Segment Start: EXERCISE DATA
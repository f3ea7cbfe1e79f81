//! Cohort composition: entry distributions and HIV incidence.

use serde::{Deserialize, Serialize};
use tsukihi_core::strata::Cd4Strata;

use crate::types::{Gender, HivState, TransmRisk};

/// One stratum of the custom age distribution.
#[derive(Debug, Clone, Copy, PartialEq, Serialize, Deserialize)]
pub struct AgeStratum {
    pub min_months: u32,
    pub max_months: u32,
    pub weight: f64,
}

/// How entry age is drawn.
#[derive(Debug, Clone, PartialEq, Serialize, Deserialize)]
pub enum AgeDistribution {
    /// Single normal draw, in months.
    Normal { mean: f64, std_dev: f64 },
    /// CDF over up to eight [min, max] strata, uniform within a stratum.
    Custom(Vec<AgeStratum>),
}

impl Default for AgeDistribution {
    fn default() -> Self {
        AgeDistribution::Normal {
            mean: 360.0,
            std_dev: 60.0,
        }
    }
}

/// A user-labelled binary risk factor sampled at entry.
#[derive(Debug, Clone, PartialEq, Serialize, Deserialize)]
pub struct RiskFactorDef {
    pub name: String,
    /// Bernoulli probability of carrying the factor at entry.
    pub prevalence: f64,
    /// Monthly death-rate ratio while the factor is present (1 = none).
    #[serde(default = "one")]
    pub death_rate_ratio: f64,
}

fn one() -> f64 {
    1.0
}

/// One age bin of the monthly HIV incidence table.
#[derive(Debug, Clone, PartialEq, Serialize, Deserialize)]
pub struct IncidenceBin {
    /// Upper age bound (exclusive), in months.
    pub max_age_months: u32,
    /// Monthly infection probability by gender then risk category.
    pub prob: [[f64; TransmRisk::COUNT]; Gender::COUNT],
}

/// One segment of the piecewise incidence-reduction multiplier.
#[derive(Debug, Clone, Copy, PartialEq, Serialize, Deserialize)]
pub struct IncidenceReduction {
    /// Calendar month the segment starts.
    pub start_month: u32,
    /// Multiplier applied to the incidence rate from that month on.
    pub multiplier: f64,
}

/// Cohort entry and incidence inputs.
#[derive(Debug, Clone, Serialize, Deserialize)]
#[serde(default)]
pub struct CohortInputs {
    /// Entry age distribution.
    pub age: AgeDistribution,
    /// Fraction of the cohort that is male.
    pub male_fraction: f64,
    /// Entry distribution over HIV states
    /// (negative, acute, chronic asymptomatic, chronic symptomatic).
    pub initial_hiv_state: [f64; HivState::COUNT],
    /// Entry CD4 for HIV-positive patients: normal mean and std dev.
    pub initial_cd4_mean: f64,
    pub initial_cd4_std_dev: f64,
    /// Sample on the square-root scale and square the result.
    pub initial_cd4_sqrt_scale: bool,
    /// Highest representable CD4 count; draws clamp into [0, max].
    pub max_cd4: f64,
    /// Entry HVL distribution conditioned on the CD4 stratum.
    pub initial_hvl_given_cd4: [[f64; 7]; Cd4Strata::COUNT],
    /// Setpoint HVL distribution conditioned on the CD4 stratum, used
    /// when incident infection happens during the run.
    pub setpoint_hvl_given_cd4: [[f64; 7]; Cd4Strata::COUNT],
    /// Distribution over transmission risk categories.
    pub transm_risk_dist: [f64; TransmRisk::COUNT],
    /// User-labelled entry risk factors.
    pub risk_factors: Vec<RiskFactorDef>,
    /// Fraction of HIV-negative entrants considered high risk for HIV.
    pub high_risk_fraction: f64,
    /// Monthly HIV incidence by age bin (applies to high-risk negatives;
    /// low-risk negatives use `low_risk_incidence_multiplier`).
    pub incidence: Vec<IncidenceBin>,
    /// Rate multiplier applied to incidence for low-risk negatives.
    pub low_risk_incidence_multiplier: f64,
    /// Piecewise calendar multiplier on the incidence rate.
    pub incidence_reduction: Vec<IncidenceReduction>,
    /// Months spent in the acute syndrome before chronic transition.
    pub acute_duration_months: u32,
    /// Distribution over CD4 response types on ART.
    pub cd4_response_type_dist: [f64; 4],
}

impl Default for CohortInputs {
    fn default() -> Self {
        Self {
            age: AgeDistribution::default(),
            male_fraction: 0.5,
            initial_hiv_state: [1.0, 0.0, 0.0, 0.0],
            initial_cd4_mean: 350.0,
            initial_cd4_std_dev: 150.0,
            initial_cd4_sqrt_scale: false,
            max_cd4: 2_000.0,
            initial_hvl_given_cd4: [[0.0, 0.0, 0.0, 1.0, 0.0, 0.0, 0.0]; Cd4Strata::COUNT],
            setpoint_hvl_given_cd4: [[0.0, 0.0, 0.0, 1.0, 0.0, 0.0, 0.0]; Cd4Strata::COUNT],
            transm_risk_dist: [0.0, 0.0, 1.0],
            risk_factors: Vec::new(),
            high_risk_fraction: 1.0,
            incidence: Vec::new(),
            low_risk_incidence_multiplier: 1.0,
            incidence_reduction: Vec::new(),
            acute_duration_months: 2,
            cd4_response_type_dist: [1.0, 0.0, 0.0, 0.0],
        }
    }
}

impl CohortInputs {
    /// Monthly infection probability for an uninfected patient.
    pub fn incidence_prob(&self, gender: Gender, age_months: u32, risk: TransmRisk) -> f64 {
        for bin in &self.incidence {
            if age_months < bin.max_age_months {
                return bin.prob[gender.index()][risk.index()];
            }
        }
        0.0
    }

    /// Calendar incidence-reduction multiplier for a month.
    pub fn incidence_multiplier(&self, month: u32) -> f64 {
        let mut mult = 1.0;
        for seg in &self.incidence_reduction {
            if month >= seg.start_month {
                mult = seg.multiplier;
            }
        }
        mult
    }
}

#[cfg(test)]
mod tests {
    use super::*;

    #[test]
    fn test_incidence_lookup_uses_age_bins() {
        let inputs = CohortInputs {
            incidence: vec![
                IncidenceBin {
                    max_age_months: 300,
                    prob: [[0.01; 3]; 2],
                },
                IncidenceBin {
                    max_age_months: 600,
                    prob: [[0.002; 3]; 2],
                },
            ],
            ..Default::default()
        };
        assert_eq!(
            inputs.incidence_prob(Gender::Male, 200, TransmRisk::Other),
            0.01
        );
        assert_eq!(
            inputs.incidence_prob(Gender::Female, 400, TransmRisk::Other),
            0.002
        );
        // Past the last bin there is no incidence.
        assert_eq!(
            inputs.incidence_prob(Gender::Male, 900, TransmRisk::Other),
            0.0
        );
    }

    #[test]
    fn test_incidence_multiplier_piecewise() {
        let inputs = CohortInputs {
            incidence_reduction: vec![
                IncidenceReduction {
                    start_month: 12,
                    multiplier: 0.8,
                },
                IncidenceReduction {
                    start_month: 24,
                    multiplier: 0.5,
                },
            ],
            ..Default::default()
        };
        assert_eq!(inputs.incidence_multiplier(0), 1.0);
        assert_eq!(inputs.incidence_multiplier(12), 0.8);
        assert_eq!(inputs.incidence_multiplier(36), 0.5);
    }

    #[test]
    fn test_defaults_are_hiv_negative_cohort() {
        let inputs = CohortInputs::default();
        assert_eq!(inputs.initial_hiv_state[0], 1.0);
        assert!(inputs.risk_factors.is_empty());
    }
}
Segment End: EXERCISE DATA
How many lines of the data include the word "CohortInputs"? Reply with the number and nothing else.

**FINISHED EXERCISE**
6